Hasta hace unos años en la Isla había unas zonas donde la hierba crecía a su antojo. Entre las especies podían verse algunas trepadoras como la hedera, otras como el amor de hombre y la aptenia preferían el suelo y sus flores rojas y lilas ponían la nota de color a aquella superficie verdosa que dejaba entrever la tierra. Nosotros ignorábamos sus nombres porque a todas se las llamaba corre corre o matojos y si trepaban, la cosa cambiaba a enredadera.
Era frecuente verlas por los desaparecidos manchones, junto a las casas en ruina o muy deterioradas. Apreciar sus brotes entre tantos cascotes resultaba milagroso, porque el agua que las regaba era el de la lluvia, buches que el cielo les regalaba durante el otoño, que el invierno conservaba y la primavera premiaba con un verdor casi negro.
Estas plantas ahora adornan los parterres, son como una alfombra que abrigan o refrescan los arbustos que crecen en estos pequeños jardines destinados a aportar una nota de color al paseo diario. Claro que la costumbre hace que las ignoremos o que reparemos en ellas cuando las vemos pisoteadas por los no tan niños o por los adultos que acompañan a sus mascotas mientras se alivian. Plantas que transforman este maltrato en el alimento y las caricias que las ayudan a desarrollarse.

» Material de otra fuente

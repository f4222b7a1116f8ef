//! Loads the default staff accounts and a handful of sample patients.
//! Rows that already exist are left untouched, so the binary can be rerun.

use anyhow::{Context, Result};
use diesel::PgConnection;
use tracing_subscriber::EnvFilter;

use emr_clinic::config::AppConfig;
use emr_clinic::crypto::CryptoUtils;
use emr_clinic::db;
use emr_clinic::enums::{PatientStatus, Priority, Role, Sex};
use emr_clinic::models::NewUser;
use emr_clinic::store;
use emr_clinic::store::patients::Registration;

const USERS: &[(&str, &str, &str, Role)] = &[
    ("Dr. John Smith", "doctor", "password123", Role::Doctor),
    ("Lab Technician Sarah", "lab", "password123", Role::Lab),
    ("Ultrasound Tech Mike", "ultrasound", "password123", Role::Ultrasound),
    ("Emergency Nurse Lisa", "emergency", "password123", Role::Emergency),
    ("Receptionist Anna", "receptionist", "password123", Role::Receptionist),
    ("System Administrator", "admin", "admin123", Role::Admin),
];

const PATIENTS: &[(&str, Sex, &str, &str, PatientStatus)] = &[
    ("Alice Johnson", Sex::Female, "+1234567890", "P001", PatientStatus::Active),
    ("Bob Wilson", Sex::Male, "+1234567891", "P002", PatientStatus::Active),
    ("Carol Davis", Sex::Female, "+1234567892", "P003", PatientStatus::Inactive),
    ("David Brown", Sex::Male, "+1234567893", "P004", PatientStatus::Active),
    ("Emma Garcia", Sex::Female, "+1234567894", "P005", PatientStatus::Active),
];

// (card number, priority, notes)
const QUEUE: &[(&str, Priority, &str)] = &[
    ("P003", Priority::Normal, "New patient, first consultation"),
    ("P001", Priority::Urgent, "Follow-up, persistent fever"),
    ("P004", Priority::Emergency, "Chest pain on arrival"),
];

fn seed_users(conn: &mut PgConnection) -> Result<()> {
    for &(full_name, username, password, role) in USERS {
        if store::users::find_by_username(conn, username)?.is_some() {
            tracing::info!(username, "user already exists");
            continue;
        }
        let password_hash = CryptoUtils::hash_password(password)?;
        let user = store::users::insert_user(
            conn,
            &NewUser {
                full_name,
                username,
                password_hash: &password_hash,
                role,
            },
        )?;
        tracing::info!(user_id = user.id, username, %role, "created user");
    }
    Ok(())
}

fn seed_patients(conn: &mut PgConnection) -> Result<()> {
    for &(full_name, sex, phone, card_number, status) in PATIENTS {
        if store::patients::card_number_taken(conn, card_number, None)? {
            tracing::info!(card_number, "patient already exists");
            continue;
        }
        let patient = store::patients::register(
            conn,
            &Registration {
                full_name: full_name.to_string(),
                sex,
                phone: phone.to_string(),
                card_number: card_number.to_string(),
            },
        )?;
        if status == PatientStatus::Active {
            store::patients::set_status(conn, patient.id, status)?;
        }
        tracing::info!(patient_id = patient.id, card_number, %status, "created patient");
    }
    Ok(())
}

fn seed_queue(conn: &mut PgConnection) -> Result<()> {
    let receptionist = store::users::find_by_username(conn, "receptionist")?
        .context("receptionist account is missing")?;

    for &(card_number, priority, notes) in QUEUE {
        let Some(patient) = store::patients::find_by_card_number(conn, card_number)? else {
            continue;
        };
        if store::queue::active_entry_for(conn, patient.id)?.is_some() {
            tracing::info!(card_number, "patient already queued");
            continue;
        }
        let entry = store::queue::enqueue(conn, patient.id, receptionist.id, priority, notes)?;
        tracing::info!(queue_id = entry.id, card_number, %priority, "queued patient");
    }
    Ok(())
}

fn main() -> Result<()> {
    let config = AppConfig::from_env()?;
    tracing_subscriber::fmt()
        .with_env_filter(EnvFilter::new(&config.log_filter))
        .init();

    let pool = db::build_pool(&config.database_url, 1)?;
    let mut conn = pool.get().context("Failed to get a database connection")?;
    db::run_migrations(&mut conn)?;

    seed_users(&mut conn)?;
    seed_patients(&mut conn)?;
    seed_queue(&mut conn)?;

    tracing::info!("seed complete");
    Ok(())
}
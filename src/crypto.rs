use anyhow::{Result, anyhow};
use base64::{Engine as _, engine::general_purpose};
use rand::RngCore;
use rand::rngs::OsRng;

// Session token entropy, 256 bits
const SESSION_TOKEN_BYTES: usize = 32;

pub struct CryptoUtils;

impl CryptoUtils {
    // Hashes a password with bcrypt at the default cost
    pub fn hash_password(password: &str) -> Result<String> {
        bcrypt::hash(password, bcrypt::DEFAULT_COST)
            .map_err(|e| anyhow!("Failed to hash password: {}", e))
    }

    // Checks a password against a stored bcrypt hash ($2a$, $2b$ and $2y$ all verify)
    pub fn verify_password(password: &str, hash: &str) -> Result<bool> {
        bcrypt::verify(password, hash)
            .map_err(|e| anyhow!("Failed to verify password: {}", e))
    }

    // Generates an opaque session token, URL-safe and cookie-safe
    pub fn generate_session_token() -> String {
        let mut bytes = [0u8; SESSION_TOKEN_BYTES];
        OsRng.fill_bytes(&mut bytes);
        general_purpose::URL_SAFE_NO_PAD.encode(bytes)
    }
}
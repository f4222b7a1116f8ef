use actix_web::{HttpResponse, web};
use serde::Serialize;

use crate::auth::{Capability, RequestContext};
use crate::enums::QueueStatus;
use crate::error::ApiError;
use crate::models::Patient;
use crate::store::queue::{QueueCounts, QueueRow};
use crate::{DbPool, db, store};

use super::outcome;

#[derive(Debug, Serialize)]
struct WaitingView {
    waiting: Vec<Patient>,
    seen_today: Vec<Patient>,
    waiting_count: usize,
    seen_today_count: usize,
}

#[derive(Debug, Serialize)]
struct QueueView {
    next: Option<QueueRow>,
    entries: Vec<QueueRow>,
    counts: QueueCounts,
}

// Handler to show registered patients who have not had a first visit yet
pub async fn waiting(pool: web::Data<DbPool>, ctx: RequestContext) -> Result<HttpResponse, ApiError> {
    ctx.authorize(Capability::ViewDoctorQueue)?;

    let (waiting, seen_today) = db::run(&pool, |conn| {
        let waiting = store::patients::waiting_list(conn)?;
        let seen_today = store::patients::seen_today(conn)?;
        Ok((waiting, seen_today))
    })
    .await?;

    Ok(HttpResponse::Ok().json(WaitingView {
        waiting_count: waiting.len(),
        seen_today_count: seen_today.len(),
        waiting,
        seen_today,
    }))
}

// Handler to show the doctor's queue in serving order
pub async fn active(pool: web::Data<DbPool>, ctx: RequestContext) -> Result<HttpResponse, ApiError> {
    ctx.authorize(Capability::ViewDoctorQueue)?;

    let (entries, counts) = db::run(&pool, |conn| {
        let entries = store::queue::active_queue(conn)?;
        let counts = store::queue::counts(conn)?;
        Ok((entries, counts))
    })
    .await?;

    let next = entries
        .iter()
        .find(|row| row.entry.status == QueueStatus::Waiting)
        .cloned();
    Ok(HttpResponse::Ok().json(QueueView { next, entries, counts }))
}

pub async fn start(
    pool: web::Data<DbPool>,
    ctx: RequestContext,
    path: web::Path<i32>,
) -> Result<HttpResponse, ApiError> {
    ctx.authorize(Capability::RunDoctorQueue)?;
    let queue_id = path.into_inner();
    let clinician_id = ctx.user_id;

    let started = db::run(&pool, move |conn| Ok(store::queue::start_visit(conn, queue_id, clinician_id)?)).await?;
    if started {
        tracing::info!(queue_id, clinician_id, "visit started");
        Ok(outcome(true, "Visit started."))
    } else {
        tracing::warn!(queue_id, clinician_id, "start rejected, entry is not waiting");
        Ok(outcome(false, "Could not start visit."))
    }
}

pub async fn complete(
    pool: web::Data<DbPool>,
    ctx: RequestContext,
    path: web::Path<i32>,
) -> Result<HttpResponse, ApiError> {
    ctx.authorize(Capability::RunDoctorQueue)?;
    let queue_id = path.into_inner();

    let completed = db::run(&pool, move |conn| Ok(store::queue::complete_visit(conn, queue_id)?)).await?;
    if completed {
        tracing::info!(queue_id, clinician_id = ctx.user_id, "visit completed");
        Ok(outcome(true, "Visit completed."))
    } else {
        tracing::warn!(queue_id, clinician_id = ctx.user_id, "complete rejected, entry is not in progress");
        Ok(outcome(false, "Could not complete visit."))
    }
}
use actix_web::{HttpResponse, web};
use serde_json::json;

use crate::auth::{Capability, RequestContext};
use crate::error::ApiError;
use crate::{DbPool, db, store};

pub async fn dashboard(pool: web::Data<DbPool>, ctx: RequestContext) -> Result<HttpResponse, ApiError> {
    ctx.authorize(Capability::ViewDashboard)?;
    let (role, user_id) = (ctx.role, ctx.user_id);

    let stats = db::run(&pool, move |conn| Ok(store::stats::dashboard(conn, role, user_id)?)).await?;
    Ok(HttpResponse::Ok().json(json!({
        "user": ctx,
        "stats": stats,
    })))
}

pub async fn admin_dashboard(pool: web::Data<DbPool>, ctx: RequestContext) -> Result<HttpResponse, ApiError> {
    ctx.authorize(Capability::Administer)?;
    let user_id = ctx.user_id;

    let stats = db::run(&pool, move |conn| Ok(store::stats::admin_dashboard(conn, user_id)?)).await?;
    Ok(HttpResponse::Ok().json(json!({
        "user": ctx,
        "stats": stats,
    })))
}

Sin embargo hay otras en las que se repara aún menos porque crecen escondidas tras los muros de las casas en ruina. Son unas higueras cuyo crecimiento espontáneo encuentran oportunidad en estos lugares, abriéndose paso entre el silencio y los pedruscos que un día formaron parte de la pared de una alcoba. Afortunadamente van quedando menos zonas en este estado lamentable, pero en las que están es frecuente ver esos tallos larguísimos coronados por las cincos puntas de sus hojas, oteando desde lo alto.

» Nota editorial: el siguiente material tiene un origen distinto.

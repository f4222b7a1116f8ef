use actix_web::error::BlockingError;
use actix_web::http::StatusCode;
use actix_web::{HttpResponse, ResponseError};
use diesel::r2d2::PoolError;
use diesel::result::{DatabaseErrorKind, Error as DieselError};
use serde_json::json;
use thiserror::Error;

use crate::auth::Capability;
use crate::enums::Role;

#[derive(Debug, Error)]
pub enum ApiError {
    #[error("{0}")]
    Validation(String),
    #[error("{0}")]
    Conflict(String),
    #[error("not logged in")]
    Unauthenticated,
    #[error("invalid username or password")]
    BadCredentials,
    #[error("a {role} may not {capability}")]
    Forbidden { role: Role, capability: Capability },
    #[error("{0} not found")]
    NotFound(&'static str),
    #[error("database error: {0}")]
    Database(#[from] DieselError),
    #[error("connection pool error: {0}")]
    Pool(#[from] PoolError),
    #[error("blocking task failed: {0}")]
    Blocking(#[from] BlockingError),
    #[error(transparent)]
    Internal(#[from] anyhow::Error),
}

impl ApiError {
    pub fn validation(message: impl Into<String>) -> Self {
        ApiError::Validation(message.into())
    }

    /// Turns a unique-key violation into a `Conflict` carrying `message`,
    /// leaving every other error untouched.
    pub fn on_duplicate(err: DieselError, message: &str) -> Self {
        match err {
            DieselError::DatabaseError(DatabaseErrorKind::UniqueViolation, _) => {
                ApiError::Conflict(message.to_owned())
            }
            other => ApiError::Database(other),
        }
    }
}

impl ResponseError for ApiError {
    fn status_code(&self) -> StatusCode {
        match self {
            ApiError::Validation(_) => StatusCode::BAD_REQUEST,
            ApiError::Conflict(_) => StatusCode::CONFLICT,
            ApiError::Unauthenticated | ApiError::BadCredentials => StatusCode::UNAUTHORIZED,
            ApiError::Forbidden { .. } => StatusCode::FORBIDDEN,
            ApiError::NotFound(_) | ApiError::Database(DieselError::NotFound) => StatusCode::NOT_FOUND,
            ApiError::Database(_)
            | ApiError::Pool(_)
            | ApiError::Blocking(_)
            | ApiError::Internal(_) => StatusCode::INTERNAL_SERVER_ERROR,
        }
    }

    fn error_response(&self) -> HttpResponse {
        let status = self.status_code();
        if status.is_server_error() {
            tracing::error!(error = %self, "request failed");
        }
        HttpResponse::build(status).json(json!({
            "success": false,
            "message": self.to_string(),
        }))
    }
}

#[cfg(test)]
mod tests {
    use super::*;
    use actix_web::body::to_bytes;

    #[test]
    fn status_codes_follow_the_taxonomy() {
        assert_eq!(ApiError::validation("Please select a patient.").status_code(), StatusCode::BAD_REQUEST);
        assert_eq!(ApiError::Unauthenticated.status_code(), StatusCode::UNAUTHORIZED);
        assert_eq!(ApiError::NotFound("visit").status_code(), StatusCode::NOT_FOUND);
        assert_eq!(ApiError::Database(DieselError::NotFound).status_code(), StatusCode::NOT_FOUND);
        assert_eq!(
            ApiError::Forbidden { role: Role::Lab, capability: Capability::RecordVisits }.status_code(),
            StatusCode::FORBIDDEN
        );
        assert_eq!(
            ApiError::Database(DieselError::RollbackTransaction).status_code(),
            StatusCode::INTERNAL_SERVER_ERROR
        );
    }

    #[test]
    fn non_unique_errors_pass_through_on_duplicate() {
        let err = ApiError::on_duplicate(DieselError::NotFound, "Card number already exists.");
        assert!(matches!(err, ApiError::Database(DieselError::NotFound)));
    }

    #[test]
    fn forbidden_message_names_role_and_capability() {
        let err = ApiError::Forbidden { role: Role::Receptionist, capability: Capability::ViewDoctorQueue };
        assert_eq!(err.to_string(), "a receptionist may not view the doctor's queue");
    }

    #[actix_web::test]
    async fn body_carries_failure_flag_and_message() {
        let resp = ApiError::Conflict("Patient is already in the doctor's queue.".into()).error_response();
        assert_eq!(resp.status(), StatusCode::CONFLICT);
        let body = to_bytes(resp.into_body()).await.unwrap();
        let value: serde_json::Value = serde_json::from_slice(&body).unwrap();
        assert_eq!(value["success"], false);
        assert_eq!(value["message"], "Patient is already in the doctor's queue.");
    }
}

Había una enorme en el Castillo y un montón de ellas en el histórico Colegio Naval. Recientemente desapareció la que acariciaba la espadaña delantera de San Francisco, tan delgada que parecía un rascador y las que quedan se encuentran en la trasera de la Casa Lazaga y en la de la Cruz Roja. Esta puede verse por encima del muro medianero que linda con el aparcamiento y es curioso apreciar el trabajo con que la mece el levante.
Son los testigos mudos de la particular historia que albergaron estos hogares, los últimos eslabones que al unen a su antigüedad, la que quedará sepultada con ellas cuando la pala excavadora empiece a trabajar. Levantemos un poco la vista, contemplémoslas y concluyamos que los días las acercan a este irremediable y estruendoso final.